**PROBLEM DETAILS:**
A single number is required: how many lines in the records below contain "after".

(Collected data entries)
☆ ☆ ☆

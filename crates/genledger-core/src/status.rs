//! Status vocabularies and the mapping between them.
//!
//! A job status crosses three boundaries:
//!
//! | Persisted    | Worker       | Frontend                    |
//! |--------------|--------------|-----------------------------|
//! | `PENDING`    | `pending`    | `PENDING` / `pending`       |
//! | `PROCESSING` | `processing` | `INITIALIZING` / `processing` |
//! | `GENERATING` | `generating` | `GENERATING` / `generating` |
//! | `COMPLETED`  | `completed`  | `COMPLETED` / `completed`   |
//! | `FAILED`     | `failed`     | `FAILED` / `failed`         |
//!
//! Every conversion here is total. Unknown worker strings never fail; they
//! become `WorkerStatus::Unrecognized` and fall back to `JobStatus::Pending`.

use serde::{Deserialize, Serialize};

use crate::error::CoreError;

/// Persisted job status.
///
/// `Completed` and `Failed` are terminal; nothing leaves them.
#[derive(Debug, Clone, Copy, PartialEq, Eq, Hash, Serialize, Deserialize)]
#[serde(rename_all = "SCREAMING_SNAKE_CASE")]
pub enum JobStatus {
    /// Created, not yet accepted by the worker.
    Pending,
    /// Accepted by the worker.
    Processing,
    /// Worker is producing output.
    Generating,
    /// Output stored.
    Completed,
    /// Generation failed.
    Failed,
}

impl JobStatus {
    /// Every persisted status.
    pub const ALL: [Self; 5] = [
        Self::Pending,
        Self::Processing,
        Self::Generating,
        Self::Completed,
        Self::Failed,
    ];

    /// Persisted string form.
    #[must_use]
    pub const fn as_str(self) -> &'static str {
        match self {
            Self::Pending => "PENDING",
            Self::Processing => "PROCESSING",
            Self::Generating => "GENERATING",
            Self::Completed => "COMPLETED",
            Self::Failed => "FAILED",
        }
    }

    /// Parse the persisted string form.
    ///
    /// # Errors
    ///
    /// Returns `CoreError::UnknownVariant` for anything else.
    pub fn parse(value: &str) -> Result<Self, CoreError> {
        Self::ALL
            .into_iter()
            .find(|status| status.as_str() == value)
            .ok_or_else(|| CoreError::UnknownVariant {
                kind: "job status",
                value: value.to_string(),
            })
    }

    /// Whether no further transition is allowed.
    #[must_use]
    pub const fn is_terminal(self) -> bool {
        matches!(self, Self::Completed | Self::Failed)
    }

    /// The worker's spelling of this status.
    #[must_use]
    pub const fn worker_str(self) -> &'static str {
        match self {
            Self::Pending => "pending",
            Self::Processing => "processing",
            Self::Generating => "generating",
            Self::Completed => "completed",
            Self::Failed => "failed",
        }
    }

    /// The frontend representation of this status.
    #[must_use]
    pub const fn to_frontend(self) -> FrontendStatus {
        match self {
            Self::Pending => FrontendStatus::Pending,
            Self::Processing => FrontendStatus::Initializing,
            Self::Generating => FrontendStatus::Generating,
            Self::Completed => FrontendStatus::Completed,
            Self::Failed => FrontendStatus::Failed,
        }
    }

    /// The persisted status behind a frontend status.
    #[must_use]
    pub const fn from_frontend(status: FrontendStatus) -> Self {
        match status {
            FrontendStatus::Pending => Self::Pending,
            FrontendStatus::Initializing => Self::Processing,
            FrontendStatus::Generating => Self::Generating,
            FrontendStatus::Completed => Self::Completed,
            FrontendStatus::Failed => Self::Failed,
        }
    }

    /// Position along the success path. Terminal states rank highest.
    const fn rank(self) -> u8 {
        match self {
            Self::Pending => 0,
            Self::Processing => 1,
            Self::Generating => 2,
            Self::Completed | Self::Failed => 3,
        }
    }

    /// Resolve the status a job should hold after `reported` arrives.
    ///
    /// Returns `None` when the job is already terminal. Non-terminal
    /// regressions delivered out of order keep the current status.
    #[must_use]
    pub fn advance(self, reported: Self) -> Option<Self> {
        if self.is_terminal() {
            return None;
        }
        if reported.rank() >= self.rank() {
            Some(reported)
        } else {
            Some(self)
        }
    }
}

/// A status string reported by the external worker.
#[derive(Debug, Clone, PartialEq, Eq)]
pub enum WorkerStatus {
    /// A status in the known vocabulary.
    Known(JobStatus),
    /// Anything else, kept verbatim for logging.
    Unrecognized(String),
}

impl WorkerStatus {
    /// Parse a worker status. Case-insensitive; never fails.
    #[must_use]
    pub fn parse(raw: &str) -> Self {
        let normalized = raw.trim().to_ascii_lowercase();
        let status = match normalized.as_str() {
            "pending" | "queued" => JobStatus::Pending,
            "processing" | "started" => JobStatus::Processing,
            "generating" => JobStatus::Generating,
            "completed" | "success" | "succeeded" => JobStatus::Completed,
            "failed" | "error" => JobStatus::Failed,
            _ => return Self::Unrecognized(raw.to_string()),
        };
        Self::Known(status)
    }

    /// The persisted status to record. Unrecognized input falls back to `Pending`.
    #[must_use]
    pub const fn status(&self) -> JobStatus {
        match self {
            Self::Known(status) => *status,
            Self::Unrecognized(_) => JobStatus::Pending,
        }
    }

    /// Whether the input was in the known vocabulary.
    #[must_use]
    pub const fn is_recognized(&self) -> bool {
        matches!(self, Self::Known(_))
    }
}

/// Frontend-facing job status.
#[derive(Debug, Clone, Copy, PartialEq, Eq, Hash, Serialize, Deserialize)]
#[serde(rename_all = "SCREAMING_SNAKE_CASE")]
pub enum FrontendStatus {
    /// Waiting for the worker.
    Pending,
    /// Worker accepted the job.
    Initializing,
    /// Output is being produced.
    Generating,
    /// Done.
    Completed,
    /// Failed.
    Failed,
}

impl FrontendStatus {
    /// Upper-case label used by the status endpoints.
    #[must_use]
    pub const fn as_str(self) -> &'static str {
        match self {
            Self::Pending => "PENDING",
            Self::Initializing => "INITIALIZING",
            Self::Generating => "GENERATING",
            Self::Completed => "COMPLETED",
            Self::Failed => "FAILED",
        }
    }

    /// Lower-case label used by older list views.
    #[must_use]
    pub const fn legacy_str(self) -> &'static str {
        JobStatus::from_frontend(self).worker_str()
    }

    /// Parse either the upper-case label or the lower-case legacy label.
    #[must_use]
    pub fn parse(value: &str) -> Option<Self> {
        JobStatus::ALL
            .into_iter()
            .map(JobStatus::to_frontend)
            .find(|status| status.as_str() == value || status.legacy_str() == value)
    }
}

/// Local payment status.
///
/// `Pending` is the only non-terminal state.
#[derive(Debug, Clone, Copy, PartialEq, Eq, Hash, Serialize, Deserialize)]
#[serde(rename_all = "SCREAMING_SNAKE_CASE")]
pub enum PaymentStatus {
    /// Checkout opened, not settled.
    Pending,
    /// Paid.
    Success,
    /// Declined or abandoned for good.
    Failed,
}

impl PaymentStatus {
    /// Persisted string form.
    #[must_use]
    pub const fn as_str(self) -> &'static str {
        match self {
            Self::Pending => "PENDING",
            Self::Success => "SUCCESS",
            Self::Failed => "FAILED",
        }
    }

    /// Parse the persisted string form.
    ///
    /// # Errors
    ///
    /// Returns `CoreError::UnknownVariant` for anything else.
    pub fn parse(value: &str) -> Result<Self, CoreError> {
        match value {
            "PENDING" => Ok(Self::Pending),
            "SUCCESS" => Ok(Self::Success),
            "FAILED" => Ok(Self::Failed),
            other => Err(CoreError::UnknownVariant {
                kind: "payment status",
                value: other.to_string(),
            }),
        }
    }

    /// Map a provider transaction status: `success`, `failed`, anything else pending.
    #[must_use]
    pub fn from_provider(raw: &str) -> Self {
        match raw.trim().to_ascii_lowercase().as_str() {
            "success" => Self::Success,
            "failed" => Self::Failed,
            _ => Self::Pending,
        }
    }

    /// Whether the payment is settled.
    #[must_use]
    pub const fn is_terminal(self) -> bool {
        !matches!(self, Self::Pending)
    }
}

#[cfg(test)]
mod tests {
    use super::*;

    #[test]
    fn frontend_round_trip_is_identity() {
        for status in JobStatus::ALL {
            assert_eq!(JobStatus::from_frontend(status.to_frontend()), status);
        }
    }

    #[test]
    fn frontend_labels_parse_back() {
        for status in JobStatus::ALL {
            let frontend = status.to_frontend();
            assert_eq!(FrontendStatus::parse(frontend.as_str()), Some(frontend));
            assert_eq!(FrontendStatus::parse(frontend.legacy_str()), Some(frontend));
        }
        assert_eq!(FrontendStatus::parse("bogus"), None);
    }

    #[test]
    fn processing_is_initializing_on_the_frontend() {
        assert_eq!(JobStatus::Processing.to_frontend().as_str(), "INITIALIZING");
        assert_eq!(JobStatus::Processing.to_frontend().legacy_str(), "processing");
    }

    #[test]
    fn worker_round_trip_is_identity() {
        for status in JobStatus::ALL {
            assert_eq!(WorkerStatus::parse(status.worker_str()).status(), status);
        }
    }

    #[test]
    fn unknown_worker_status_falls_back_to_pending() {
        let parsed = WorkerStatus::parse("exploded");
        assert!(!parsed.is_recognized());
        assert_eq!(parsed.status(), JobStatus::Pending);
    }

    #[test]
    fn worker_status_is_case_insensitive() {
        assert_eq!(
            WorkerStatus::parse(" COMPLETED ").status(),
            JobStatus::Completed
        );
        assert_eq!(WorkerStatus::parse("Success").status(), JobStatus::Completed);
    }

    #[test]
    fn terminal_states_do_not_advance() {
        assert_eq!(JobStatus::Failed.advance(JobStatus::Processing), None);
        assert_eq!(JobStatus::Completed.advance(JobStatus::Failed), None);
    }

    #[test]
    fn out_of_order_regression_keeps_current_status() {
        assert_eq!(
            JobStatus::Generating.advance(JobStatus::Processing),
            Some(JobStatus::Generating)
        );
        assert_eq!(
            JobStatus::Pending.advance(JobStatus::Failed),
            Some(JobStatus::Failed)
        );
    }

    #[test]
    fn persisted_parse_matches_as_str() {
        for status in JobStatus::ALL {
            assert_eq!(JobStatus::parse(status.as_str()).unwrap(), status);
        }
        assert!(JobStatus::parse("pending").is_err());
    }

    #[test]
    fn provider_payment_status_mapping() {
        assert_eq!(PaymentStatus::from_provider("success"), PaymentStatus::Success);
        assert_eq!(PaymentStatus::from_provider("failed"), PaymentStatus::Failed);
        assert_eq!(PaymentStatus::from_provider("abandoned"), PaymentStatus::Pending);
        assert!(!PaymentStatus::Pending.is_terminal());
        assert!(PaymentStatus::Success.is_terminal());
    }
}
//! Keeps a headless game busy: picks a random column and rotation for each
//! new piece, steers toward it, then soft-drops.

use blockfall_core::Game;
use rand::rngs::StdRng;
use rand::{Rng, SeedableRng};

#[derive(Debug, Clone, Copy, PartialEq, Eq)]
pub enum Move {
    Rotate,
    Left,
    Right,
    SoftDrop,
    Wait,
}

#[derive(Debug, Clone, Copy)]
struct Plan {
    target_x: i32,
    rotations: u8,
}

pub struct AutoPlayer {
    rng: StdRng,
    plan: Option<Plan>,
    last_y: i32,
}

impl AutoPlayer {
    pub fn new(seed: Option<u64>) -> Self {
        let rng = match seed {
            Some(seed) => StdRng::seed_from_u64(seed),
            None => StdRng::from_os_rng(),
        };
        Self {
            rng,
            plan: None,
            last_y: 0,
        }
    }

    /// Makes at most one input on `game`.
    pub fn step(&mut self, game: &mut Game) -> Move {
        let pos = game.player().pos;
        // A fresh piece spawns back at the top.
        if pos.y < self.last_y {
            self.plan = None;
        }
        self.last_y = pos.y;

        let plan = match self.plan {
            Some(plan) => plan,
            None => {
                game.set_fast_drop(false);
                let width = game.arena().width() as i32;
                let piece = game.player().matrix.width() as i32;
                let plan = Plan {
                    target_x: self.rng.random_range(0..=(width - piece).max(0)),
                    rotations: self.rng.random_range(0..4),
                };
                self.plan = Some(plan);
                plan
            }
        };

        if plan.rotations > 0 {
            game.rotate(1);
            self.plan = Some(Plan {
                rotations: plan.rotations - 1,
                ..plan
            });
            return Move::Rotate;
        }

        let dir = (plan.target_x - pos.x).signum();
        if dir != 0 {
            game.shift(dir);
            if game.player().pos.x != pos.x {
                return if dir < 0 { Move::Left } else { Move::Right };
            }
            // Blocked; settle for where the piece is.
            self.plan = Some(Plan {
                target_x: pos.x,
                ..plan
            });
        }

        if game.player().is_fast_dropping() {
            Move::Wait
        } else {
            game.set_fast_drop(true);
            Move::SoftDrop
        }
    }
}
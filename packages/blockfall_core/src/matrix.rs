use serde::{Deserialize, Serialize};

/// Cell value for an empty square.
pub const EMPTY: u8 = 0;
/// Highest colour id a cell may hold.
pub const MAX_COLOR: u8 = 7;

/// Row-major grid of colour ids. Serializes as a plain `number[][]`.
#[derive(Debug, Clone, PartialEq, Eq, Serialize, Deserialize)]
#[serde(transparent)]
pub struct Matrix(Vec<Vec<u8>>);

impl Matrix {
    /// An all-empty grid.
    pub fn new(width: usize, height: usize) -> Self {
        Self(vec![vec![EMPTY; width]; height])
    }

    pub fn from_rows(rows: Vec<Vec<u8>>) -> Self {
        Self(rows)
    }

    pub fn rows(&self) -> &[Vec<u8>] {
        &self.0
    }

    pub fn height(&self) -> usize {
        self.0.len()
    }

    /// Width of the first row (0 for an empty matrix).
    pub fn width(&self) -> usize {
        self.0.first().map_or(0, Vec::len)
    }

    pub fn is_rectangular(&self) -> bool {
        let width = self.width();
        self.0.iter().all(|row| row.len() == width)
    }

    /// Cell at `(x, y)`, or `None` when the coordinate is outside the grid.
    pub fn get(&self, x: i32, y: i32) -> Option<u8> {
        if x < 0 || y < 0 {
            return None;
        }
        self.0
            .get(y as usize)
            .and_then(|row| row.get(x as usize))
            .copied()
    }

    /// Writes a cell; out-of-range coordinates are ignored.
    pub fn set(&mut self, x: i32, y: i32, value: u8) {
        if x < 0 || y < 0 {
            return;
        }
        if let Some(cell) = self
            .0
            .get_mut(y as usize)
            .and_then(|row| row.get_mut(x as usize))
        {
            *cell = value;
        }
    }

    pub fn fill(&mut self, value: u8) {
        for row in &mut self.0 {
            row.fill(value);
        }
    }

    /// Iterates `(x, y, value)` over every cell.
    pub fn cells(&self) -> impl Iterator<Item = (usize, usize, u8)> + '_ {
        self.0.iter().enumerate().flat_map(|(y, row)| {
            row.iter()
                .enumerate()
                .map(move |(x, &value)| (x, y, value))
        })
    }

    pub fn is_row_full(&self, y: usize) -> bool {
        self.0
            .get(y)
            .is_some_and(|row| row.iter().all(|&cell| cell != EMPTY))
    }

    /// Removes row `y` and inserts a fresh empty row at the top.
    pub fn collapse_row(&mut self, y: usize) {
        if y >= self.0.len() {
            return;
        }
        let mut row = self.0.remove(y);
        row.fill(EMPTY);
        self.0.insert(0, row);
    }

    /// Quarter turn: clockwise for `dir > 0`, counter-clockwise otherwise.
    pub fn rotate(&mut self, dir: i32) {
        let (width, height) = (self.width(), self.height());
        let mut turned = vec![vec![EMPTY; height]; width];
        for (x, y, value) in self.cells() {
            turned[x][y] = value;
        }
        if dir > 0 {
            turned.iter_mut().for_each(|row| row.reverse());
        } else {
            turned.reverse();
        }
        self.0 = turned;
    }
}
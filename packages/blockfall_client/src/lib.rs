//! Headless blockfall player.
//!
//! Runs a local game, mirrors it into a relay session when one is reachable,
//! and keeps a read-only proxy of every other player in that session.

pub mod autoplay;
pub mod controller;
pub mod error;
pub mod link;
pub mod play;

pub use controller::{ClientSessionController, ControllerPhase, SessionIntent};
pub use error::ClientError;
pub use link::{DEFAULT_CONNECT_TIMEOUT, LinkEvent, RelayLink, relay_url};
pub use play::{PlayOptions, PlaySummary, run};
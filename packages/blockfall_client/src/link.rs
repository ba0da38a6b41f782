//! WebSocket link to a relay.
//!
//! The socket is owned by two background tasks; callers only see a pair of
//! channels, so a slow or dead relay never stalls the game loop.

use std::time::Duration;

use blockfall_core::{
    ClientEnvelope, EnvelopeError, SerializedGameState, ServerEnvelope, parse_server_envelope,
};
use futures::{SinkExt, StreamExt};
use tokio::net::TcpStream;
use tokio::sync::mpsc;
use tokio_tungstenite::{MaybeTlsStream, WebSocketStream, tungstenite};
use tokio_util::sync::CancellationToken;
use tracing::{debug, error, info, warn};

use crate::error::ClientError;

pub const DEFAULT_CONNECT_TIMEOUT: Duration = Duration::from_secs(5);

const LINK_BUFFER: usize = 256;

pub type ClientMessage = ClientEnvelope<SerializedGameState>;
pub type ServerMessage = ServerEnvelope<SerializedGameState>;

type WsStream = WebSocketStream<MaybeTlsStream<TcpStream>>;

/// Relay endpoint for `host:port`, `wss://` when `secure`.
pub fn relay_url(host: &str, port: u16, secure: bool) -> String {
    let scheme = if secure { "wss" } else { "ws" };
    format!("{scheme}://{host}:{port}/ws")
}

#[derive(Debug)]
pub enum LinkEvent {
    Envelope(ServerMessage),
    /// The socket is gone; no further events follow.
    Closed,
}

pub struct RelayLink {
    outbound: mpsc::Sender<ClientMessage>,
    inbound: mpsc::Receiver<LinkEvent>,
    cancel: CancellationToken,
}

impl RelayLink {
    /// Opens a link, giving up after `timeout` or as soon as `cancel` fires.
    pub async fn connect(
        url: &str,
        timeout: Duration,
        cancel: &CancellationToken,
    ) -> Result<Self, ClientError> {
        debug!(url, "Connecting to relay");
        let ws = tokio::select! {
            biased;
            _ = cancel.cancelled() => return Err(ClientError::Cancelled),
            res = tokio::time::timeout(timeout, tokio_tungstenite::connect_async(url)) => match res {
                Err(_) => return Err(ClientError::Timeout(timeout)),
                Ok(Err(e)) => return Err(ClientError::from_tungstenite(e)),
                Ok(Ok((ws, _response))) => ws,
            },
        };
        info!(url, "Connected to relay");
        Ok(Self::spawn(ws, cancel.child_token()))
    }

    fn spawn(ws: WsStream, cancel: CancellationToken) -> Self {
        let (mut ws_write, mut ws_read) = ws.split();
        let (outbound, mut outbound_rx) = mpsc::channel::<ClientMessage>(LINK_BUFFER);
        let (inbound_tx, inbound) = mpsc::channel::<LinkEvent>(LINK_BUFFER);

        let writer_cancel = cancel.clone();
        let writer_events = inbound_tx.clone();
        tokio::spawn(async move {
            loop {
                let msg = tokio::select! {
                    _ = writer_cancel.cancelled() => break,
                    msg = outbound_rx.recv() => match msg {
                        Some(msg) => msg,
                        None => break,
                    },
                };
                let json = match serde_json::to_string(&msg) {
                    Ok(j) => j,
                    Err(e) => {
                        error!("Failed to serialize envelope: {}", e);
                        continue;
                    }
                };
                if let Err(e) = ws_write.send(tungstenite::Message::Text(json.into())).await {
                    debug!("Relay write failed: {}", e);
                    let _ = writer_events.send(LinkEvent::Closed).await;
                    return;
                }
            }
            let _ = ws_write.close().await;
        });

        let reader_cancel = cancel.clone();
        tokio::spawn(async move {
            loop {
                let frame = tokio::select! {
                    _ = reader_cancel.cancelled() => return,
                    frame = ws_read.next() => frame,
                };
                match frame {
                    Some(Ok(tungstenite::Message::Text(text))) => {
                        match parse_server_envelope::<SerializedGameState>(text.as_str()) {
                            Ok(envelope) => {
                                if inbound_tx.send(LinkEvent::Envelope(envelope)).await.is_err() {
                                    return;
                                }
                            }
                            Err(EnvelopeError::UnknownKind(kind)) => {
                                debug!(kind = %kind, "Ignoring unknown envelope type");
                            }
                            Err(e) => warn!("Dropping malformed envelope from relay: {}", e),
                        }
                    }
                    Some(Ok(tungstenite::Message::Close(_))) | None => break,
                    Some(Err(e)) => {
                        debug!("Relay read failed: {}", e);
                        break;
                    }
                    Some(Ok(_)) => {}
                }
            }
            info!("Relay link closed");
            let _ = inbound_tx.send(LinkEvent::Closed).await;
        });

        Self {
            outbound,
            inbound,
            cancel,
        }
    }

    pub async fn send(&self, msg: ClientMessage) -> Result<(), ClientError> {
        self.outbound
            .send(msg)
            .await
            .map_err(|_| ClientError::LinkClosed)
    }

    /// Next event from the relay; `None` once both link tasks are gone.
    pub async fn recv(&mut self) -> Option<LinkEvent> {
        self.inbound.recv().await
    }
}

impl Drop for RelayLink {
    fn drop(&mut self) {
        self.cancel.cancel();
    }
}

☆ ☆ ☆

**RESPONSE AREA:**
2